[Start of Attachment]

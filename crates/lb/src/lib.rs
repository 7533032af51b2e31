//! fibo-lb: client-side replica selection and concurrent fan-out.
//!
//! - [`resolver`]: target description to replica addresses
//! - [`selector`]: which address takes the next call
//! - [`channel`]: resolver + selector + transport behind one `call`
//! - [`dispatcher`]: k calls through a channel, bounded concurrency
//!
//! The wire itself sits behind [`rpc::ReplicaTransport`], implemented over
//! gRPC in `fibo-net`.

pub mod channel;
pub mod dispatcher;
pub mod resolver;
pub mod rpc;
pub mod selector;

#[cfg(test)]
mod mock;

pub use channel::{ChannelSpec, ChannelState, LbChannel};
pub use dispatcher::{
    BatchPlan, CallResult, DispatchError, FanOutDispatcher, PayloadSource, ResultBatch,
};
pub use resolver::{DnsResolver, PassthroughResolver, Resolve, ResolveError, StaticResolver};
pub use rpc::{CallError, CallRequest, CallValue, ReplicaAddr, ReplicaTransport, Reply};
pub use selector::{RoundRobin, SelectionPolicy, Selector};
//! gRPC networking layer for fibo.
//!
//! Provides:
//! - `FibonacciServiceImpl`: bridges the `FibonacciService` proto to a `Replica`
//! - `GrpcTransport`: implements `ReplicaTransport` over tonic for real network I/O
//! - `build_server`: assembles the service into a tonic `Router`
//! - `serve_with_grace`: serves a router until shutdown, then drains

#![allow(clippy::result_large_err)]

pub mod client;
pub mod convert;
pub mod server;

pub use client::GrpcTransport;
pub use server::FibonacciServiceImpl;

use fibo_proto::fibonacci::fibonacci_service_server::FibonacciServiceServer;
use fibo_replica::Replica;
use std::future::Future;
use std::net::SocketAddr;
use std::sync::Arc;
use tokio::time::Duration;

/// Build a tonic `Router` serving one replica.
pub fn build_server(replica: Arc<Replica>) -> tonic::transport::server::Router {
    tonic::transport::Server::builder()
        .add_service(FibonacciServiceServer::new(FibonacciServiceImpl { replica }))
}

/// Serve `router` on `addr` until `shutdown` resolves.
///
/// The listener stops accepting at once; in-flight calls then get `grace`
/// to finish (unbounded if `None`) before the server is dropped.
pub async fn serve_with_grace<F>(
    router: tonic::transport::server::Router,
    addr: SocketAddr,
    shutdown: F,
    grace: Option<Duration>,
) -> Result<(), ServeError>
where
    F: Future<Output = ()> + Send + 'static,
{
    let (stop_tx, stop_rx) = tokio::sync::oneshot::channel::<()>();
    let mut server = tokio::spawn(router.serve_with_shutdown(addr, async move {
        let _ = stop_rx.await;
    }));

    tokio::select! {
        joined = &mut server => {
            return flatten(joined);
        }
        _ = shutdown => {
            tracing::info!("shutdown requested, draining in-flight calls");
        }
    }
    let _ = stop_tx.send(());

    match grace {
        Some(grace) => match tokio::time::timeout(grace, &mut server).await {
            Ok(joined) => flatten(joined),
            Err(_) => {
                tracing::warn!("grace period of {:?} elapsed, dropping open calls", grace);
                server.abort();
                Ok(())
            }
        },
        None => flatten(server.await),
    }
}

#[derive(Debug, thiserror::Error)]
pub enum ServeError {
    #[error("gRPC transport error: {0}")]
    Transport(#[from] tonic::transport::Error),

    #[error("gRPC server task failed: {0}")]
    Task(#[from] tokio::task::JoinError),
}

fn flatten(
    joined: Result<Result<(), tonic::transport::Error>, tokio::task::JoinError>,
) -> Result<(), ServeError> {
    Ok(joined??)
}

[End of Attachment]

» WORK REQUEST: Retype all of the records above, keeping them identical.

» WRITTEN ANSWER:
filename crates/lb/src/lib.rs
repository 7533032af51b2e31
//! fibo-lb: client-side replica selection and concurrent fan-out.
//!
//! - [`resolver`]: target description to replica addresses
//! - [`selector`]: which address takes the next call
//! - [`channel`]: resolver + selector + transport behind one `call`
//! - [`dispatcher`]: k calls through a channel, bounded concurrency
//!
//! The wire itself sits behind [`rpc::ReplicaTransport`], implemented over
//! gRPC in `fibo-net`.

pub mod channel;
pub mod dispatcher;
pub mod resolver;
pub mod rpc;
pub mod selector;

#[cfg(test)]
mod mock;

pub use channel::{ChannelSpec, ChannelState, LbChannel};
pub use dispatcher::{
    BatchPlan, CallResult, DispatchError, FanOutDispatcher, PayloadSource, ResultBatch,
};
pub use resolver::{DnsResolver, PassthroughResolver, Resolve, ResolveError, StaticResolver};
pub use rpc::{CallError, CallRequest, CallValue, ReplicaAddr, ReplicaTransport, Reply};
pub use selector::{RoundRobin, SelectionPolicy, Selector};
//! gRPC networking layer for fibo.
//!
//! Provides:
//! - `FibonacciServiceImpl`: bridges the `FibonacciService` proto to a `Replica`
//! - `GrpcTransport`: implements `ReplicaTransport` over tonic for real network I/O
//! - `build_server`: assembles the service into a tonic `Router`
//! - `serve_with_grace`: serves a router until shutdown, then drains

#![allow(clippy::result_large_err)]

pub mod client;
pub mod convert;
pub mod server;

pub use client::GrpcTransport;
pub use server::FibonacciServiceImpl;

use fibo_proto::fibonacci::fibonacci_service_server::FibonacciServiceServer;
use fibo_replica::Replica;
use std::future::Future;
use std::net::SocketAddr;
use std::sync::Arc;
use tokio::time::Duration;

/// Build a tonic `Router` serving one replica.
pub fn build_server(replica: Arc<Replica>) -> tonic::transport::server::Router {
    tonic::transport::Server::builder()
        .add_service(FibonacciServiceServer::new(FibonacciServiceImpl { replica }))
}

/// Serve `router` on `addr` until `shutdown` resolves.
///
/// The listener stops accepting at once; in-flight calls then get `grace`
/// to finish (unbounded if `None`) before the server is dropped.
pub async fn serve_with_grace<F>(
    router: tonic::transport::server::Router,
    addr: SocketAddr,
    shutdown: F,
    grace: Option<Duration>,
) -> Result<(), ServeError>
where
    F: Future<Output = ()> + Send + 'static,
{
    let (stop_tx, stop_rx) = tokio::sync::oneshot::channel::<()>();
    let mut server = tokio::spawn(router.serve_with_shutdown(addr, async move {
        let _ = stop_rx.await;
    }));

    tokio::select! {
        joined = &mut server => {
            return flatten(joined);
        }
        _ = shutdown => {
            tracing::info!("shutdown requested, draining in-flight calls");
        }
    }
    let _ = stop_tx.send(());

    match grace {
        Some(grace) => match tokio::time::timeout(grace, &mut server).await {
            Ok(joined) => flatten(joined),
            Err(_) => {
                tracing::warn!("grace period of {:?} elapsed, dropping open calls", grace);
                server.abort();
                Ok(())
            }
        },
        None => flatten(server.await),
    }
}

#[derive(Debug, thiserror::Error)]
pub enum ServeError {
    #[error("gRPC transport error: {0}")]
    Transport(#[from] tonic::transport::Error),

    #[error("gRPC server task failed: {0}")]
    Task(#[from] tokio::task::JoinError),
}

fn flatten(
    joined: Result<Result<(), tonic::transport::Error>, tokio::task::JoinError>,
) -> Result<(), ServeError> {
    Ok(joined??)
}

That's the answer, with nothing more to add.